Mobile pastoralists all over the world are the subject of an unusually large number of myths and misconceptions. These misconceptions have led to inadequate, often hostile, development policies and interventions which have erected major barriers to sustainable land management and have entrenched pastoral poverty. In order to achieve the twin goals of WISP, rangeland environmental sustainability and pastoral poverty reduction, it is therefore necessary to overcome anti-pastoral prejudice and bring an end to damaging policy and practice.
In recent years there has been a growing consensus that pastoral poverty is rooted in the social, economic and political marginalisation of pastoralists. It is widely accepted that in rangeland environments, mobility is a pre-requisite for effective natural resource use, and it is understood that failure to support mobility of pastoralists has resulted in service delivery failure. Yet the underlying, and usually under recognized, reality is that pastoralism is also a conservation strategy that can make best use of rangelands both in space (in terms of accessing extensive ranges) and time (making best use of seasonal grazing). Questions remain unanswered over the role that pastoralists could play in conservation, given a more supportive policy and legal environment. WISP will contribute to closing this knowledge gap through a series of studies by national partners and sharing of best practice from the development and environment sectors.
It is important to note however that the project neither supports “turning the clock back” nor “freezing” pastoralists in their current state. Tremendous losses of rangelands have occurred in the past, which simply negates such a strategy. Whatever the future of pastoralism, it has been shaped by many distinctive twentieth century influences, which confound a return to some prior or imagined condition.

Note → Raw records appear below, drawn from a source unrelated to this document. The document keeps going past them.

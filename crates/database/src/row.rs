use crate::error::DbError;
use chrono::{DateTime, NaiveDate, NaiveDateTime, NaiveTime, Utc};
use core_types::Record;
use rust_decimal::Decimal;
use serde_json::Value;
use sqlx::postgres::types::PgInterval;
use sqlx::postgres::PgRow;
use sqlx::{Column, Row, TypeInfo};

/// Converts a result row into a `Record`, keyed by the query's column names in column order.
///
/// Temporal values are rendered as their canonical text so the record can be
/// written out as-is.
pub fn row_to_record(row: &PgRow) -> Result<Record, DbError> {
    let mut record = Record::new();
    for column in row.columns() {
        let value = decode_column(row, column.ordinal(), column.name(), column.type_info().name())?;
        record.insert(column.name().to_string(), value);
    }
    Ok(record)
}

fn decode_column(row: &PgRow, index: usize, column: &str, type_name: &str) -> Result<Value, DbError> {
    let value = match type_name {
        "INT2" => row.try_get::<Option<i16>, _>(index)?.map(Value::from),
        "INT4" => row.try_get::<Option<i32>, _>(index)?.map(Value::from),
        "INT8" => row.try_get::<Option<i64>, _>(index)?.map(Value::from),
        "FLOAT4" => row.try_get::<Option<f32>, _>(index)?.map(Value::from),
        "FLOAT8" => row.try_get::<Option<f64>, _>(index)?.map(Value::from),
        // Kept as text: averages produce more digits than an f64 holds.
        "NUMERIC" => row
            .try_get::<Option<Decimal>, _>(index)?
            .map(|d| Value::String(d.normalize().to_string())),
        "BOOL" => row.try_get::<Option<bool>, _>(index)?.map(Value::from),
        "TEXT" | "VARCHAR" | "BPCHAR" | "NAME" => {
            row.try_get::<Option<String>, _>(index)?.map(Value::from)
        }
        "TIMESTAMP" => row
            .try_get::<Option<NaiveDateTime>, _>(index)?
            .map(|t| Value::String(t.to_string())),
        "TIMESTAMPTZ" => row
            .try_get::<Option<DateTime<Utc>>, _>(index)?
            .map(|t| Value::String(t.to_rfc3339())),
        "DATE" => row
            .try_get::<Option<NaiveDate>, _>(index)?
            .map(|d| Value::String(d.to_string())),
        "TIME" => row
            .try_get::<Option<NaiveTime>, _>(index)?
            .map(|t| Value::String(t.to_string())),
        "INTERVAL" => row
            .try_get::<Option<PgInterval>, _>(index)?
            .map(|i| Value::String(format_interval(&i))),
        "JSON" | "JSONB" => row.try_get::<Option<Value>, _>(index)?,
        other => {
            return Err(DbError::UnsupportedColumnType {
                column: column.to_string(),
                type_name: other.to_string(),
            });
        }
    };
    Ok(value.unwrap_or(Value::Null))
}

/// Renders an interval the way PostgreSQL does with its default `postgres` interval style,
/// e.g. `1 year 2 mons 3 days 04:05:06.5` or `5830 days 12:00:00`.
pub fn format_interval(interval: &PgInterval) -> String {
    let years = interval.months / 12;
    let months = interval.months % 12;

    let mut parts: Vec<String> = Vec::new();
    // Once a negative field is printed, later positive fields carry an explicit '+'.
    let mut seen_negative = false;

    for (value, unit) in [(years, "year"), (months, "mon"), (interval.days, "day")] {
        if value == 0 {
            continue;
        }
        let sign = if seen_negative && value > 0 { "+" } else { "" };
        let plural = if value == 1 { "" } else { "s" };
        parts.push(format!("{sign}{value} {unit}{plural}"));
        seen_negative |= value < 0;
    }

    if parts.is_empty() || interval.microseconds != 0 {
        let micros = interval.microseconds;
        let sign = if micros < 0 {
            "-"
        } else if seen_negative {
            "+"
        } else {
            ""
        };
        let abs = micros.unsigned_abs();
        let hours = abs / 3_600_000_000;
        let minutes = abs / 60_000_000 % 60;
        let seconds = abs / 1_000_000 % 60;
        let fraction = abs % 1_000_000;

        let mut time = format!("{sign}{hours:02}:{minutes:02}:{seconds:02}");
        if fraction != 0 {
            let digits = format!("{fraction:06}");
            time.push('.');
            time.push_str(digits.trim_end_matches('0'));
        }
        parts.push(time);
    }

    parts.join(" ")
}

#[cfg(test)]
mod tests {
    use super::*;

    fn interval(months: i32, days: i32, microseconds: i64) -> PgInterval {
        PgInterval {
            months,
            days,
            microseconds,
        }
    }

    const HOUR: i64 = 3_600_000_000;

    #[test]
    fn zero_interval_is_all_zero_time() {
        assert_eq!(format_interval(&interval(0, 0, 0)), "00:00:00");
    }

    #[test]
    fn day_only_intervals_have_no_time_part() {
        assert_eq!(format_interval(&interval(0, 1, 0)), "1 day");
        assert_eq!(format_interval(&interval(0, 730, 0)), "730 days");
    }

    #[test]
    fn averaged_ages_keep_the_fractional_day_as_time() {
        assert_eq!(format_interval(&interval(0, 5830, 12 * HOUR)), "5830 days 12:00:00");
    }

    #[test]
    fn months_split_into_years() {
        assert_eq!(
            format_interval(&interval(14, 3, 4 * HOUR + 5 * 60_000_000 + 6_500_000)),
            "1 year 2 mons 3 days 04:05:06.5"
        );
        assert_eq!(format_interval(&interval(24, 0, 0)), "2 years");
    }

    #[test]
    fn negative_fields_follow_postgres_signs() {
        assert_eq!(format_interval(&interval(0, -1, 2 * HOUR)), "-1 days +02:00:00");
        assert_eq!(format_interval(&interval(0, 0, -90 * 60_000_000)), "-01:30:00");
    }

    #[test]
    fn hours_are_not_wrapped_into_days() {
        assert_eq!(format_interval(&interval(0, 0, 30 * HOUR)), "30:00:00");
    }
}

Such influences include, for example, losses of prime grazing land to cultivation, gazetting of pastoral lands for conservation and political, economic and social marginalization. It is possible nonetheless to ensure that appropriate policies, legal mechanisms, and support systems are in place to enable pastoralists to enhance the economic, social and ecological sustainability of their livelihoods. WISP’s role is to facilitate this process by gathering and managing knowledge, developing advocacy tools, building capacity to influence policy, supporting advocacy processes and networking to enhance learning and strengthen policy debate.